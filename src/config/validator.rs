//! Config validation: base URL presence and UUID-shaped table ids.

use crate::config::DatabaseConfig;
use crate::error::ConfigError;
use regex::Regex;
use std::sync::OnceLock;

const UUID_PATTERN: &str = r"(?i)^[0-9a-f]{8}-[0-9a-f]{4}-[0-9a-f]{4}-[0-9a-f]{4}-[0-9a-f]{12}$";

fn uuid_regex() -> &'static Regex {
    static RE: OnceLock<Regex> = OnceLock::new();
    RE.get_or_init(|| Regex::new(UUID_PATTERN).unwrap_or_else(|e| panic!("uuid pattern: {}", e)))
}

/// True for the hyphenated textual UUID form (`xxxxxxxx-xxxx-xxxx-xxxx-xxxxxxxxxxxx`), any case.
pub fn is_valid_uuid(value: &str) -> bool {
    uuid_regex().is_match(value)
}

/// Reject a config that would fail on first use. Runs before any network call.
pub fn validate(config: &DatabaseConfig) -> Result<(), ConfigError> {
    if config.api_base_url.trim().is_empty() {
        return Err(ConfigError::Validation("API_BASE_URL must not be empty".into()));
    }
    for (name, id) in &config.tables {
        if !is_valid_uuid(id) {
            return Err(ConfigError::InvalidTableId {
                name: name.clone(),
                id: id.clone(),
            });
        }
    }
    Ok(())
}

impl DatabaseConfig {
    pub fn validate(&self) -> Result<(), ConfigError> {
        validate(self)
    }
}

·····

Exercise objective: Reproduce, with no other lines, the run of lines that begins with the one containing "any network call." and ends with the last line of the material.

Response:
/// Reject a config that would fail on first use. Runs before any network call.
pub fn validate(config: &DatabaseConfig) -> Result<(), ConfigError> {
    if config.api_base_url.trim().is_empty() {
        return Err(ConfigError::Validation("API_BASE_URL must not be empty".into()));
    }
    for (name, id) in &config.tables {
        if !is_valid_uuid(id) {
            return Err(ConfigError::InvalidTableId {
                name: name.clone(),
                id: id.clone(),
            });
        }
    }
    Ok(())
}

impl DatabaseConfig {
    pub fn validate(&self) -> Result<(), ConfigError> {
        validate(self)
    }
}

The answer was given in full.